## TO DO
In the records below, find every line that contains "observability" and list it.

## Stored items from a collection
◆ ◆ ◆

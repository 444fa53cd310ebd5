//! Batch ingestion entrypoints and implementations.
//!
//! Most callers should use [`load_batch`] (from [`batch`]) which:
//!
//! - loads each source spreadsheet in input order into a [`crate::types::RowTable`]
//! - optionally tags every row with a provenance column
//! - isolates per-file failures so one bad file never aborts the batch
//! - optionally reports per-file outcomes to an [`ExtractObserver`]
//!
//! Single-file access is available via [`load_one`] and
//! [`excel::read_first_sheet`].

pub mod batch;
pub mod excel;
pub mod observability;

pub use batch::{load_batch, load_one, tag, BatchOptions, SourceFile, DEFAULT_TAG_COLUMN};
pub use observability::{
    CompositeObserver, ExtractContext, ExtractObserver, FileObserver, StdErrObserver, TableStats,
};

◆ ◆ ◆

## EXERCISE ANSWER
pub mod observability;
pub use observability::{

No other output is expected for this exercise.